Task brief »
An exact reproduction of the data below is the required answer.

-- The data follows --

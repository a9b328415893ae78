// File: crates/sparkline-core/tests/host_lifecycle.rs
// Purpose: Mount/render/unmount behaviour: idempotent passes, replace-not-append, blank on failure.

use chrono::{Duration, TimeZone, Utc};
use sparkline_core::{ChartPoint, RenderHost, SceneRecorder, SparklineError, StyleClass};

fn series(values: &[f64]) -> Vec<ChartPoint> {
    let start = Utc.with_ymd_and_hms(2024, 6, 10, 0, 0, 0).unwrap();
    values
        .iter()
        .enumerate()
        .map(|(i, &v)| ChartPoint::new(start + Duration::hours(2 * i as i64), v))
        .collect()
}

#[test]
fn same_data_twice_gives_identical_scene() {
    let data = series(&[1.0, 3.0, 2.0, 5.0, 4.0]);
    let mut rec = SceneRecorder::new(200, 50);
    let mut host = RenderHost::default();
    host.mount(&mut rec).unwrap();

    host.render(&data).unwrap();
    let rec = host.unmount().unwrap();
    let first = rec.current().cloned().unwrap();

    let mut host = RenderHost::default();
    host.mount(rec).unwrap();
    host.render(&data).unwrap();
    let rec = host.unmount().unwrap();

    assert_eq!(rec.current(), Some(&first));
    assert_eq!(rec.presents(), 2);
}

#[test]
fn second_render_replaces_first() {
    let a = series(&[1.0, 3.0, 2.0]);
    let b = series(&[-4.0, 0.0, 8.0, 6.0]);

    let mut fresh = SceneRecorder::new(200, 50);
    let mut host = RenderHost::default();
    host.mount(&mut fresh).unwrap();
    host.render(&b).unwrap();
    let only_b = host.unmount().unwrap().current().cloned().unwrap();

    let mut rec = SceneRecorder::new(200, 50);
    let mut host = RenderHost::default();
    host.mount(&mut rec).unwrap();
    host.render(&a).unwrap();
    host.render(&b).unwrap();
    let after = host.unmount().unwrap().current().cloned().unwrap();

    assert_eq!(after, only_b);
    assert_eq!(after.items_with(StyleClass::MAIN_LINE).count(), 1);
}

#[test]
fn no_draws_after_unmount() {
    let mut rec = SceneRecorder::new(200, 50);
    let mut host = RenderHost::default();
    host.mount(&mut rec).unwrap();
    host.render(&series(&[1.0, 2.0])).unwrap();
    assert!(host.unmount().is_some());

    assert!(!host.is_mounted());
    assert!(matches!(host.render(&series(&[5.0, 6.0])), Err(SparklineError::NotMounted)));
    assert_eq!(host.passes(), 1);
    drop(host);
    assert_eq!(rec.presents(), 1);
}

#[test]
fn remount_after_unmount() {
    let mut first = SceneRecorder::new(200, 50);
    let mut second = SceneRecorder::new(100, 30);
    let mut host = RenderHost::default();

    host.mount(&mut first).unwrap();
    host.unmount();
    host.mount(&mut second).unwrap();
    host.render(&series(&[0.0, 1.0, 0.5])).unwrap();
    let scene = host.unmount().unwrap().current().cloned().unwrap();
    assert_eq!((scene.width, scene.height), (100, 30));
    drop(host);
    assert!(first.current().is_none());
}

#[test]
fn single_point_renders_flat_chart() {
    let mut rec = SceneRecorder::new(200, 50);
    let mut host = RenderHost::default();
    host.mount(&mut rec).unwrap();
    host.render(&series(&[7.0])).unwrap();
    let scene = host.unmount().unwrap().current().cloned().unwrap();
    assert_eq!(scene.items_with(StyleClass::MAIN_LINE).count(), 0);
    // 00:00 is on the 4h cadence
    assert_eq!(scene.items_with(StyleClass::GRIDLINES).count(), 1);
}
// File: crates/sparkline-core/build.rs
// Summary: Build script to link required Windows system libraries for Skia/ICU.

fn main() {
    #[cfg(target_os = "windows")]
    {
        // Needed for RegOpenKeyExW, RegQueryInfoKeyW, etc.
        println!("cargo:rustc-link-lib=advapi32");
    }
}
// File: crates/sparkline-core/src/svg.rs
// Summary: SVG surface; layers carry their style class so an external stylesheet can theme them.

use std::fmt::{self, Write as _};
use std::path::Path;

use crate::curve::PathCmd;
use crate::error::{Result, SparklineError};
use crate::scene::{Scene, Shape, StyleClass};
use crate::surface::DrawingSurface;

/// Holds the current SVG document. Visual styling is left to CSS targeting
/// `.gridlines`, `.main.line` and `.tick.label`.
#[derive(Clone, Debug)]
pub struct SvgSurface {
    width: i32,
    height: i32,
    document: String,
}

impl SvgSurface {
    pub fn new(width: i32, height: i32) -> Self {
        let mut s = Self { width, height, document: String::new() };
        s.document = s.open_tag() + "</svg>\n";
        s
    }

    pub fn as_str(&self) -> &str { &self.document }

    pub fn write_svg(&self, path: impl AsRef<Path>) -> Result<()> {
        if let Some(parent) = path.as_ref().parent() {
            std::fs::create_dir_all(parent)?;
        }
        std::fs::write(path, &self.document)?;
        Ok(())
    }

    fn open_tag(&self) -> String {
        format!(
            "<svg xmlns=\"http://www.w3.org/2000/svg\" width=\"{w}\" height=\"{h}\" viewBox=\"0 0 {w} {h}\">\n",
            w = self.width,
            h = self.height
        )
    }
}

fn path_data(d: &mut String, cmds: &[PathCmd]) -> fmt::Result {
    for cmd in cmds {
        match *cmd {
            PathCmd::MoveTo(p) => write!(d, "M{:.2},{:.2}", p.x, p.y)?,
            PathCmd::LineTo(p) => write!(d, "L{:.2},{:.2}", p.x, p.y)?,
            PathCmd::CubicTo(a, b, p) => {
                write!(d, "C{:.2},{:.2},{:.2},{:.2},{:.2},{:.2}", a.x, a.y, b.x, b.y, p.x, p.y)?
            }
        }
    }
    Ok(())
}

fn escape(text: &str) -> String {
    text.replace('&', "&amp;").replace('<', "&lt;").replace('>', "&gt;")
}

impl DrawingSurface for SvgSurface {
    fn size(&self) -> (i32, i32) { (self.width, self.height) }

    fn clear(&mut self) -> Result<()> {
        self.document = self.open_tag() + "</svg>\n";
        Ok(())
    }

    fn present(&mut self, scene: &Scene) -> Result<()> {
        let mut doc = self.open_tag();
        write_items(&mut doc, scene).map_err(|e| SparklineError::Surface(format!("svg write: {e}")))?;
        doc.push_str("</svg>\n");
        self.document = doc;
        Ok(())
    }
}

/// Scene items as SVG elements; consecutive lines of one class share a `<g>`.
fn write_items(doc: &mut String, scene: &Scene) -> fmt::Result {
    let mut group: Option<StyleClass> = None;
    for item in &scene.items {
        let wants_group = matches!(item.shape, Shape::Line { .. }).then_some(item.class);
        if group.is_some() && group != wants_group {
            doc.push_str("  </g>\n");
            group = None;
        }
        let class = item.class.as_str();
        match &item.shape {
            Shape::Line { from, to } => {
                if group.is_none() {
                    writeln!(doc, "  <g class=\"{class}\">")?;
                    group = Some(item.class);
                }
                writeln!(
                    doc,
                    "    <line x1=\"{:.2}\" y1=\"{:.2}\" x2=\"{:.2}\" y2=\"{:.2}\"/>",
                    from.x, from.y, to.x, to.y
                )?;
            }
            Shape::Path(cmds) => {
                write!(doc, "  <path class=\"{class}\" fill=\"none\" d=\"")?;
                path_data(doc, cmds)?;
                writeln!(doc, "\"/>")?;
            }
            Shape::Text { text, at, size } => writeln!(
                doc,
                "  <text class=\"{class}\" x=\"{:.2}\" y=\"{:.2}\" font-size=\"{size}\" text-anchor=\"middle\">{}</text>",
                at.x,
                at.y,
                escape(text)
            )?,
        }
    }
    if group.is_some() {
        doc.push_str("  </g>\n");
    }
    Ok(())
}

-- The data concluded --

Reply to the task »
repository a9b328415893ae78
// File: crates/sparkline-core/tests/host_lifecycle.rs
// Purpose: Mount/render/unmount behaviour: idempotent passes, replace-not-append, blank on failure.

use chrono::{Duration, TimeZone, Utc};
use sparkline_core::{ChartPoint, RenderHost, SceneRecorder, SparklineError, StyleClass};

fn series(values: &[f64]) -> Vec<ChartPoint> {
    let start = Utc.with_ymd_and_hms(2024, 6, 10, 0, 0, 0).unwrap();
    values
        .iter()
        .enumerate()
        .map(|(i, &v)| ChartPoint::new(start + Duration::hours(2 * i as i64), v))
        .collect()
}

#[test]
fn same_data_twice_gives_identical_scene() {
    let data = series(&[1.0, 3.0, 2.0, 5.0, 4.0]);
    let mut rec = SceneRecorder::new(200, 50);
    let mut host = RenderHost::default();
    host.mount(&mut rec).unwrap();

    host.render(&data).unwrap();
    let rec = host.unmount().unwrap();
    let first = rec.current().cloned().unwrap();

    let mut host = RenderHost::default();
    host.mount(rec).unwrap();
    host.render(&data).unwrap();
    let rec = host.unmount().unwrap();

    assert_eq!(rec.current(), Some(&first));
    assert_eq!(rec.presents(), 2);
}

#[test]
fn second_render_replaces_first() {
    let a = series(&[1.0, 3.0, 2.0]);
    let b = series(&[-4.0, 0.0, 8.0, 6.0]);

    let mut fresh = SceneRecorder::new(200, 50);
    let mut host = RenderHost::default();
    host.mount(&mut fresh).unwrap();
    host.render(&b).unwrap();
    let only_b = host.unmount().unwrap().current().cloned().unwrap();

    let mut rec = SceneRecorder::new(200, 50);
    let mut host = RenderHost::default();
    host.mount(&mut rec).unwrap();
    host.render(&a).unwrap();
    host.render(&b).unwrap();
    let after = host.unmount().unwrap().current().cloned().unwrap();

    assert_eq!(after, only_b);
    assert_eq!(after.items_with(StyleClass::MAIN_LINE).count(), 1);
}

#[test]
fn no_draws_after_unmount() {
    let mut rec = SceneRecorder::new(200, 50);
    let mut host = RenderHost::default();
    host.mount(&mut rec).unwrap();
    host.render(&series(&[1.0, 2.0])).unwrap();
    assert!(host.unmount().is_some());

    assert!(!host.is_mounted());
    assert!(matches!(host.render(&series(&[5.0, 6.0])), Err(SparklineError::NotMounted)));
    assert_eq!(host.passes(), 1);
    drop(host);
    assert_eq!(rec.presents(), 1);
}

#[test]
fn remount_after_unmount() {
    let mut first = SceneRecorder::new(200, 50);
    let mut second = SceneRecorder::new(100, 30);
    let mut host = RenderHost::default();

    host.mount(&mut first).unwrap();
    host.unmount();
    host.mount(&mut second).unwrap();
    host.render(&series(&[0.0, 1.0, 0.5])).unwrap();
    let scene = host.unmount().unwrap().current().cloned().unwrap();
    assert_eq!((scene.width, scene.height), (100, 30));
    drop(host);
    assert!(first.current().is_none());
}

#[test]
fn single_point_renders_flat_chart() {
    let mut rec = SceneRecorder::new(200, 50);
    let mut host = RenderHost::default();
    host.mount(&mut rec).unwrap();
    host.render(&series(&[7.0])).unwrap();
    let scene = host.unmount().unwrap().current().cloned().unwrap();
    assert_eq!(scene.items_with(StyleClass::MAIN_LINE).count(), 0);
    // 00:00 is on the 4h cadence
    assert_eq!(scene.items_with(StyleClass::GRIDLINES).count(), 1);
}
// File: crates/sparkline-core/build.rs
// Summary: Build script to link required Windows system libraries for Skia/ICU.

fn main() {
    #[cfg(target_os = "windows")]
    {
        // Needed for RegOpenKeyExW, RegQueryInfoKeyW, etc.
        println!("cargo:rustc-link-lib=advapi32");
    }
}
// File: crates/sparkline-core/src/svg.rs
// Summary: SVG surface; layers carry their style class so an external stylesheet can theme them.

use std::fmt::{self, Write as _};
use std::path::Path;

use crate::curve::PathCmd;
use crate::error::{Result, SparklineError};
use crate::scene::{Scene, Shape, StyleClass};
use crate::surface::DrawingSurface;

/// Holds the current SVG document. Visual styling is left to CSS targeting
/// `.gridlines`, `.main.line` and `.tick.label`.
#[derive(Clone, Debug)]
pub struct SvgSurface {
    width: i32,
    height: i32,
    document: String,
}

impl SvgSurface {
    pub fn new(width: i32, height: i32) -> Self {
        let mut s = Self { width, height, document: String::new() };
        s.document = s.open_tag() + "</svg>\n";
        s
    }

    pub fn as_str(&self) -> &str { &self.document }

    pub fn write_svg(&self, path: impl AsRef<Path>) -> Result<()> {
        if let Some(parent) = path.as_ref().parent() {
            std::fs::create_dir_all(parent)?;
        }
        std::fs::write(path, &self.document)?;
        Ok(())
    }

    fn open_tag(&self) -> String {
        format!(
            "<svg xmlns=\"http://www.w3.org/2000/svg\" width=\"{w}\" height=\"{h}\" viewBox=\"0 0 {w} {h}\">\n",
            w = self.width,
            h = self.height
        )
    }
}

fn path_data(d: &mut String, cmds: &[PathCmd]) -> fmt::Result {
    for cmd in cmds {
        match *cmd {
            PathCmd::MoveTo(p) => write!(d, "M{:.2},{:.2}", p.x, p.y)?,
            PathCmd::LineTo(p) => write!(d, "L{:.2},{:.2}", p.x, p.y)?,
            PathCmd::CubicTo(a, b, p) => {
                write!(d, "C{:.2},{:.2},{:.2},{:.2},{:.2},{:.2}", a.x, a.y, b.x, b.y, p.x, p.y)?
            }
        }
    }
    Ok(())
}

fn escape(text: &str) -> String {
    text.replace('&', "&amp;").replace('<', "&lt;").replace('>', "&gt;")
}

impl DrawingSurface for SvgSurface {
    fn size(&self) -> (i32, i32) { (self.width, self.height) }

    fn clear(&mut self) -> Result<()> {
        self.document = self.open_tag() + "</svg>\n";
        Ok(())
    }

    fn present(&mut self, scene: &Scene) -> Result<()> {
        let mut doc = self.open_tag();
        write_items(&mut doc, scene).map_err(|e| SparklineError::Surface(format!("svg write: {e}")))?;
        doc.push_str("</svg>\n");
        self.document = doc;
        Ok(())
    }
}

/// Scene items as SVG elements; consecutive lines of one class share a `<g>`.
fn write_items(doc: &mut String, scene: &Scene) -> fmt::Result {
    let mut group: Option<StyleClass> = None;
    for item in &scene.items {
        let wants_group = matches!(item.shape, Shape::Line { .. }).then_some(item.class);
        if group.is_some() && group != wants_group {
            doc.push_str("  </g>\n");
            group = None;
        }
        let class = item.class.as_str();
        match &item.shape {
            Shape::Line { from, to } => {
                if group.is_none() {
                    writeln!(doc, "  <g class=\"{class}\">")?;
                    group = Some(item.class);
                }
                writeln!(
                    doc,
                    "    <line x1=\"{:.2}\" y1=\"{:.2}\" x2=\"{:.2}\" y2=\"{:.2}\"/>",
                    from.x, from.y, to.x, to.y
                )?;
            }
            Shape::Path(cmds) => {
                write!(doc, "  <path class=\"{class}\" fill=\"none\" d=\"")?;
                path_data(doc, cmds)?;
                writeln!(doc, "\"/>")?;
            }
            Shape::Text { text, at, size } => writeln!(
                doc,
                "  <text class=\"{class}\" x=\"{:.2}\" y=\"{:.2}\" font-size=\"{size}\" text-anchor=\"middle\">{}</text>",
                at.x,
                at.y,
                escape(text)
            )?,
        }
    }
    if group.is_some() {
        doc.push_str("  </g>\n");
    }
    Ok(())
}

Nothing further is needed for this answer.